//! Building storage: bounded, LIFO, with all-or-nothing recipe withdrawal.

use crate::error::StorageError;
use crate::layout::{SlotLayout, Vec3};
use crate::recipe::Recipe;
use crate::resources::{PlacementId, Resource, ResourceId, ResourceKind};
use crate::stack::{Retarget, Stack};

/// A recipe slot had no eligible item. Nothing was removed.
#[derive(Debug, Clone, Copy, PartialEq, Eq)]
pub struct RecipeUnsatisfied {
    /// First recipe input that could not be matched
    pub kind: ResourceKind,
}

/// Supply or production storage of a building.
#[derive(Debug, Clone, PartialEq)]
pub struct Storage {
    stack: Stack,
}

impl Storage {
    pub fn new(capacity: usize) -> Self {
        Self::with_layout(capacity, SlotLayout::default())
    }

    pub fn with_layout(capacity: usize, layout: SlotLayout) -> Self {
        Self {
            stack: Stack::new(capacity, layout),
        }
    }

    pub fn len(&self) -> usize {
        self.stack.len()
    }

    pub fn is_empty(&self) -> bool {
        self.stack.len() == 0
    }

    pub fn capacity(&self) -> usize {
        self.stack.capacity()
    }

    pub fn is_full(&self) -> bool {
        self.stack.is_full()
    }

    pub fn contents(&self) -> &[Resource] {
        self.stack.items()
    }

    pub fn layout(&self) -> &SlotLayout {
        self.stack.layout()
    }

    /// Remove the most recent item that is not in transit.
    pub fn pop(&mut self) -> Option<Resource> {
        let index = self.stack.latest_unlocked_where(|_| true)?;
        Some(self.stack.remove(index))
    }

    /// Append `resource`, locked to `placement` until the placement settles.
    pub fn put(&mut self, resource: Resource, placement: PlacementId) -> Result<usize, StorageError> {
        self.offer(resource, placement)
            .map_err(|_| StorageError::CapacityExceeded {
                capacity: self.capacity(),
            })
    }

    /// Like [`put`](Self::put), but a full storage hands the item back.
    pub fn offer(&mut self, resource: Resource, placement: PlacementId) -> Result<usize, Resource> {
        self.stack.push_locked(resource, placement)
    }

    /// Take one distinct item per recipe input, most recent match first.
    ///
    /// Either every input is matched and all matches are removed together, or
    /// nothing changes.
    pub fn withdraw_for_recipe(
        &mut self,
        recipe: &Recipe,
    ) -> Result<Vec<Resource>, RecipeUnsatisfied> {
        let items = self.stack.items();
        let mut selected: Vec<usize> = Vec::with_capacity(recipe.len());
        for &kind in recipe.inputs() {
            let found = (0..items.len()).rev().find(|&i| {
                let item = &items[i];
                item.kind == kind && !item.in_transit() && !selected.contains(&i)
            });
            match found {
                Some(i) => selected.push(i),
                None => return Err(RecipeUnsatisfied { kind }),
            }
        }
        Ok(self.stack.remove_all(&selected))
    }

    /// Clear the lock `placement` holds on `item`.
    pub fn release_transit(&mut self, item: ResourceId, placement: PlacementId) -> bool {
        self.stack.unlock(item, placement)
    }

    pub fn position_for_index(&self, index: usize) -> Vec3 {
        self.stack.position_for_index(index)
    }

    pub fn slot_of(&self, item: ResourceId) -> Option<usize> {
        self.stack.slot_of(item)
    }

    pub fn drain_retargets(&mut self) -> Vec<Retarget> {
        self.stack.drain_retargets()
    }
}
_ _ _
■ **WHAT TO DO**: Each of the records should be retyped exactly.

■ **ANSWER BOX**:
//! Building storage: bounded, LIFO, with all-or-nothing recipe withdrawal.

use crate::error::StorageError;
use crate::layout::{SlotLayout, Vec3};
use crate::recipe::Recipe;
use crate::resources::{PlacementId, Resource, ResourceId, ResourceKind};
use crate::stack::{Retarget, Stack};

/// A recipe slot had no eligible item. Nothing was removed.
#[derive(Debug, Clone, Copy, PartialEq, Eq)]
pub struct RecipeUnsatisfied {
    /// First recipe input that could not be matched
    pub kind: ResourceKind,
}

/// Supply or production storage of a building.
#[derive(Debug, Clone, PartialEq)]
pub struct Storage {
    stack: Stack,
}

impl Storage {
    pub fn new(capacity: usize) -> Self {
        Self::with_layout(capacity, SlotLayout::default())
    }

    pub fn with_layout(capacity: usize, layout: SlotLayout) -> Self {
        Self {
            stack: Stack::new(capacity, layout),
        }
    }

    pub fn len(&self) -> usize {
        self.stack.len()
    }

    pub fn is_empty(&self) -> bool {
        self.stack.len() == 0
    }

    pub fn capacity(&self) -> usize {
        self.stack.capacity()
    }

    pub fn is_full(&self) -> bool {
        self.stack.is_full()
    }

    pub fn contents(&self) -> &[Resource] {
        self.stack.items()
    }

    pub fn layout(&self) -> &SlotLayout {
        self.stack.layout()
    }

    /// Remove the most recent item that is not in transit.
    pub fn pop(&mut self) -> Option<Resource> {
        let index = self.stack.latest_unlocked_where(|_| true)?;
        Some(self.stack.remove(index))
    }

    /// Append `resource`, locked to `placement` until the placement settles.
    pub fn put(&mut self, resource: Resource, placement: PlacementId) -> Result<usize, StorageError> {
        self.offer(resource, placement)
            .map_err(|_| StorageError::CapacityExceeded {
                capacity: self.capacity(),
            })
    }

    /// Like [`put`](Self::put), but a full storage hands the item back.
    pub fn offer(&mut self, resource: Resource, placement: PlacementId) -> Result<usize, Resource> {
        self.stack.push_locked(resource, placement)
    }

    /// Take one distinct item per recipe input, most recent match first.
    ///
    /// Either every input is matched and all matches are removed together, or
    /// nothing changes.
    pub fn withdraw_for_recipe(
        &mut self,
        recipe: &Recipe,
    ) -> Result<Vec<Resource>, RecipeUnsatisfied> {
        let items = self.stack.items();
        let mut selected: Vec<usize> = Vec::with_capacity(recipe.len());
        for &kind in recipe.inputs() {
            let found = (0..items.len()).rev().find(|&i| {
                let item = &items[i];
                item.kind == kind && !item.in_transit() && !selected.contains(&i)
            });
            match found {
                Some(i) => selected.push(i),
                None => return Err(RecipeUnsatisfied { kind }),
            }
        }
        Ok(self.stack.remove_all(&selected))
    }

    /// Clear the lock `placement` holds on `item`.
    pub fn release_transit(&mut self, item: ResourceId, placement: PlacementId) -> bool {
        self.stack.unlock(item, placement)
    }

    pub fn position_for_index(&self, index: usize) -> Vec3 {
        self.stack.position_for_index(index)
    }

    pub fn slot_of(&self, item: ResourceId) -> Option<usize> {
        self.stack.slot_of(item)
    }

    pub fn drain_retargets(&mut self) -> Vec<Retarget> {
        self.stack.drain_retargets()
    }
}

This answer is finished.